- [Material for this task]:
=-=-=

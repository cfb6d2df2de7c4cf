//! Validation helpers for ingestion

use crate::domain::DomainError;

use super::pipeline::ParserType;

const PDF_MAGIC: &[u8] = b"%PDF";

/// Detect parser type from filename extension
pub fn detect_parser_from_filename(filename: &str) -> Option<ParserType> {
    let (_, ext) = filename.rsplit_once('.')?;

    match ext.to_lowercase().as_str() {
        "pdf" => Some(ParserType::Pdf),
        "txt" | "text" => Some(ParserType::PlainText),
        _ => None,
    }
}

/// Detect parser type from MIME type
pub fn detect_parser_from_mime(mime: &str) -> Option<ParserType> {
    let mime_lower = mime.to_lowercase();

    if mime_lower.starts_with("application/pdf") {
        return Some(ParserType::Pdf);
    }

    if mime_lower.starts_with("text/plain") {
        return Some(ParserType::PlainText);
    }

    None
}

/// Detect parser type from leading bytes
pub fn detect_parser_from_content(bytes: &[u8]) -> ParserType {
    // Some writers emit a few junk bytes before the header
    let head = &bytes[..bytes.len().min(1024)];
    if head.windows(PDF_MAGIC.len()).any(|w| w == PDF_MAGIC) {
        ParserType::Pdf
    } else {
        ParserType::PlainText
    }
}

/// Pick a parser: extension first, then declared MIME type, then content sniffing
pub fn detect_parser(filename: &str, mime: Option<&str>, bytes: &[u8]) -> ParserType {
    detect_parser_from_filename(filename)
        .or_else(|| mime.and_then(detect_parser_from_mime))
        .unwrap_or_else(|| detect_parser_from_content(bytes))
}

/// Validate an uploaded filename
pub fn validate_filename(filename: &str) -> Result<(), DomainError> {
    if filename.trim().is_empty() {
        return Err(DomainError::validation("Filename cannot be empty"));
    }

    if filename.len() > 255 {
        return Err(DomainError::validation(
            "Filename cannot exceed 255 characters",
        ));
    }

    Ok(())
}

/// Validate batch size
pub fn validate_batch_size(batch_size: usize) -> Result<(), DomainError> {
    if batch_size == 0 {
        return Err(DomainError::validation("Batch size must be greater than 0"));
    }

    if batch_size > 1000 {
        return Err(DomainError::validation("Batch size cannot exceed 1000"));
    }

    Ok(())
}

#[cfg(test)]
mod tests {
    use super::*;

    #[test]
    fn test_detect_parser_from_filename() {
        assert_eq!(detect_parser_from_filename("doc.pdf"), Some(ParserType::Pdf));
        assert_eq!(detect_parser_from_filename("DOC.PDF"), Some(ParserType::Pdf));
        assert_eq!(
            detect_parser_from_filename("file.txt"),
            Some(ParserType::PlainText)
        );
        assert_eq!(detect_parser_from_filename("unknown.xyz"), None);
        assert_eq!(detect_parser_from_filename("noextension"), None);
    }

    #[test]
    fn test_detect_parser_from_mime() {
        assert_eq!(
            detect_parser_from_mime("application/pdf"),
            Some(ParserType::Pdf)
        );
        assert_eq!(
            detect_parser_from_mime("text/plain; charset=utf-8"),
            Some(ParserType::PlainText)
        );
        assert_eq!(detect_parser_from_mime("image/png"), None);
    }

    #[test]
    fn test_detect_parser_falls_back_to_sniffing() {
        assert_eq!(
            detect_parser("upload", None, b"%PDF-1.7\n..."),
            ParserType::Pdf
        );
        assert_eq!(
            detect_parser("upload", Some("application/octet-stream"), b"hello"),
            ParserType::PlainText
        );
        assert_eq!(
            detect_parser("notes.txt", Some("application/pdf"), b"%PDF"),
            ParserType::PlainText
        );
        assert_eq!(
            detect_parser("blob", Some("application/pdf"), b"hello"),
            ParserType::Pdf
        );
    }

    #[test]
    fn test_validate_filename() {
        assert!(validate_filename("a.pdf").is_ok());
        assert!(validate_filename("  ").is_err());
        assert!(validate_filename(&"a".repeat(256)).is_err());
    }

    #[test]
    fn test_validate_batch_size() {
        assert!(validate_batch_size(100).is_ok());
        assert!(validate_batch_size(0).is_err());
        assert!(validate_batch_size(1001).is_err());
    }
}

=-=-=

- [Your instructions]: Type out again, exactly as written, the lines from the beginning of the material through the one containing "let mime_lower = mime.to_lowercase();".

- [Final answer]:
repository cfb6d2df2de7c4cf
//! Validation helpers for ingestion

use crate::domain::DomainError;

use super::pipeline::ParserType;

const PDF_MAGIC: &[u8] = b"%PDF";

/// Detect parser type from filename extension
pub fn detect_parser_from_filename(filename: &str) -> Option<ParserType> {
    let (_, ext) = filename.rsplit_once('.')?;

    match ext.to_lowercase().as_str() {
        "pdf" => Some(ParserType::Pdf),
        "txt" | "text" => Some(ParserType::PlainText),
        _ => None,
    }
}

/// Detect parser type from MIME type
pub fn detect_parser_from_mime(mime: &str) -> Option<ParserType> {
    let mime_lower = mime.to_lowercase();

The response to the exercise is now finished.